1ª Edição do Fólio

Música na 1ª Edição do Fólio

28 de outubro, 2015 0 Por Rui Manuel Sousa
Modo Noturno

Criatura + Grupo Coral e Etnográfico da Casa do Povo de Serpa.

As palavras e a música caminham há vários séculos de mãos dadas e ao longo desta relação de sucesso muitos hinos e histórias se “cantaram”, por isso não é de espantar que a 1ª edição do Festival Literário Internacional de Óbidos (Folio), tenha reservado espaço para vários eventos de caráter musical, sendo um deles o espectáculo conjunto do projecto Criatura com o Grupo Coral e Etnográfico da Casa do Povo de Serpa.

Esta união deve-se ao facto do Grupo Coral e este grupo de 11 jovens músicos partilharem o espaço cultural da cidade de Serpa. É no seio da Musibéria, centro de criação, investigação e difusão da diáspora da cultura ibérica sediado em Serpa, que nasce o projeto Criatura pela mão do seu mentor Edgar Valente. Partilhando o mesmo espaço físico e social, cria-se a oportunidade única para ouvir e descobrir a fusão do experimentalismo da Criatura com a tradição do Cante e a certeza de que a comunidade de Serpa está viva e participativa.

Alentejo Alentejo

A Criatura começou sozinha em palco com um “soundstorming” global, partindo de todos os seus 11 elementos, assumindo desde logo o seu lado experimentalista e caótico, de seguida deixou a soar uma flauta de bambu sozinha, evocando o seu lado mais sereno e tradicionalista. Seguiram-se os primeiros temas interpretados com muita entrega, caráter progressista, com arranjos vocais muito bem conseguidos, dos quais saíam palavras com propósito tais como as de um slogan muito popular nos anos 70 e que continua muito actual:

 “Tanta gente sem casa, tanta casa sem gente”

Quando tocaram “Aurora”, tema que dá nome ao 1º trabalho discográfico e que estará pronto para breve, fizeram-no em grande, juntando em palco os onze elementos da Criatura e os dezanove elementos do Grupo!

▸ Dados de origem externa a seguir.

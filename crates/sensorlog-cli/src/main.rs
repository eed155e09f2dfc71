//! Sensor Log
//!
//! Creates pressure and temperature sensors, records readings typed in or
//! received from a serial board, and reports on them.

mod config;
mod ingest;
mod menu;
mod record;

use anyhow::{bail, Context, Result};
use clap::{Parser, Subcommand};
use config::Config;
use ingest::{ingest_stream, ingest_until_interrupted};
use menu::Session;
use sensorlog_core::{SensorKind, SensorRegistry};
use sensorlog_hw::{BaudRate, SerialLink};
use std::path::PathBuf;
use tracing::info;
use tracing_subscriber::EnvFilter;

#[derive(Parser)]
#[command(name = "sensorlog")]
#[command(about = "Record and process readings from pressure and temperature sensors")]
#[command(version)]
struct Cli {
    /// Enable verbose logging
    #[arg(short, long)]
    verbose: bool,

    /// Configuration file (TOML)
    #[arg(short, long)]
    config: Option<PathBuf>,

    #[command(subcommand)]
    command: Option<Commands>,
}

#[derive(Subcommand)]
enum Commands {
    /// Read records from a serial board until it disconnects or Ctrl+C
    Listen {
        /// Serial device path (default from config)
        #[arg(short, long)]
        device: Option<String>,

        /// Baud rate: 9600, 19200, 38400, 57600 or 115200
        #[arg(short, long)]
        baud: Option<u32>,

        #[command(flatten)]
        sensors: SensorArgs,
    },
    /// Read records from stdin until the exit word or end of input
    Feed {
        #[command(flatten)]
        sensors: SensorArgs,
    },
    /// Write the default configuration to a file
    InitConfig {
        /// Output file path
        #[arg(default_value = "sensorlog.toml")]
        output: PathBuf,
    },
}

/// Extra sensors to register on top of the configured ones.
#[derive(clap::Args)]
struct SensorArgs {
    /// Add a temperature sensor (repeatable)
    #[arg(short, long = "temperature", value_name = "NAME")]
    temperature: Vec<String>,

    /// Add a pressure sensor (repeatable)
    #[arg(short, long = "pressure", value_name = "NAME")]
    pressure: Vec<String>,
}

impl SensorArgs {
    fn register(&self, registry: &mut SensorRegistry) -> Result<()> {
        let sensors = self
            .temperature
            .iter()
            .map(|name| (SensorKind::Temperature, name))
            .chain(self.pressure.iter().map(|name| (SensorKind::Pressure, name)));
        for (kind, name) in sensors {
            let name = name.trim();
            if name.is_empty() {
                bail!("Sensor name cannot be empty");
            }
            registry.push(kind.build(name));
        }
        Ok(())
    }
}

#[tokio::main]
async fn main() -> Result<()> {
    let cli = Cli::parse();

    let config = match &cli.config {
        Some(path) => Config::load(path)
            .with_context(|| format!("Failed to load configuration from {}", path.display()))?,
        None => Config::default(),
    };

    // Setup logging
    let filter = if cli.verbose {
        EnvFilter::new("debug")
    } else {
        EnvFilter::try_from_default_env().unwrap_or_else(|_| EnvFilter::new(&config.log_level))
    };
    tracing_subscriber::fmt()
        .with_env_filter(filter)
        .with_writer(std::io::stderr)
        .init();

    if let Some(path) = &cli.config {
        info!("Loaded configuration from: {}", path.display());
    }

    match cli.command {
        None => run_menu(config).await,
        Some(Commands::Listen {
            device,
            baud,
            sensors,
        }) => handle_listen(config, device, baud, &sensors).await,
        Some(Commands::Feed { sensors }) => handle_feed(config, &sensors).await,
        Some(Commands::InitConfig { output }) => {
            config.save(&output)?;
            println!("Configuration written to: {}", output.display());
            Ok(())
        }
    }
}

async fn run_menu(config: Config) -> Result<()> {
    let registry = config.registry();
    let mut session = Session::new(tokio::io::stdin(), registry, config);
    let result = session.run().await;
    session.shutdown();
    result
}

async fn handle_listen(
    config: Config,
    device: Option<String>,
    baud: Option<u32>,
    sensors: &SensorArgs,
) -> Result<()> {
    let mut registry = config.registry();
    sensors.register(&mut registry)?;
    if registry.is_empty() {
        bail!("No sensors registered. Add some with --temperature/--pressure or in the config file");
    }

    let device = device.unwrap_or(config.serial.device);
    let baud = BaudRate::from_u32_or_default(baud.unwrap_or(config.serial.baud));

    let mut link = SerialLink::new();
    link.open(&device, baud)
        .with_context(|| format!("Failed to open serial port {}", device))?;
    eprintln!("Listening on {} at {} baud. Press Ctrl+C to stop.", device, baud);

    match ingest_until_interrupted(&mut link, &mut registry, &config.exit_word).await? {
        Some(stats) => eprintln!("Records: {}", stats),
        None => eprintln!("Interrupted."),
    }
    link.close();

    report(&mut registry);
    Ok(())
}

async fn handle_feed(config: Config, sensors: &SensorArgs) -> Result<()> {
    let mut registry = config.registry();
    sensors.register(&mut registry)?;
    if registry.is_empty() {
        bail!("No sensors registered. Add some with --temperature/--pressure or in the config file");
    }

    let mut stdin = tokio::io::stdin();
    let stats = ingest_stream(&mut stdin, &mut registry, &config.exit_word).await?;
    eprintln!("Records: {}", stats);

    report(&mut registry);
    Ok(())
}

fn report(registry: &mut SensorRegistry) {
    for report in registry.process_all() {
        println!("{}", report);
    }
    println!();
    println!("{}", registry.describe_all());
}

Seguiu-se um momento solene com o Grupo Coral e Etnográfico da Casa do Povo de Serpa a cantar “Alentejo, Alentejo”, o tema que se ouve no documentário de Sérgio Tréfaut e que foi escolhido para ser cantado em Paris no dia em que foi anunciada a atribuição do título de património cultural imaterial da humanidade ao cante alentejano, 2 minutos e 55 segundos de pura magia.

“Eu sou devedor à Terra
A Terra me ‘stá devendo
A Terra paga-m’em vida
Eu pago à Terra em morrendo”

A criatura voltou a palco e nas canções que se seguiram falaram sempre das criaturas que somos, todos nós, cada uma com a sua consciência, cada uma com as suas razões. Fizeram desfilar em palco mais de 20 instrumentos diferentes, desde guitarras portuguesas a gaitas de fole ou sintetizadores e guitarras eléctricas, houve também muita percussão, muitos bombos em palco e a festa terminou assim á “Zé Pereira” com o slogan:

– Bate o pé amigo, bate o pé que eu bato contigo.

Membros da Criatura:

Edgar Valente | voz, piano/teclados e percussões tradicionais |
Paulo Lourenco | baixo eléctrico |
João Aguiar | guitarra eléctrica |
Fabio Cantinho | bateria e electronica |
Tiago Vicente | percussões tradicionais portuguesas e do resto do mundo |
Eloísa d’ Ascensão | voz e percussões tradicionais |
Gil Dionísio | voz, violino e experimentalismos |
Yaw Tembe ~ trompete e instrumentos construídos pelo próprio |
Ricardo Coelho | gaitas-de-foles, flautas tradicionais e transversal, ocarina e percussões tradicionais |
Acácio Barbosa | guitarra portuguesa, guitarra campaniça, acordeão |
Alexandre Bernardo | guitarra acústica, cavaquinho e bandolim |

Estudo para um documentário sobre o Cante Alentejano. Realização de Sérgio Tréfaut. Serpa 2012

* Centro de criação, investigação e difusão da diáspora da cultura ibérica.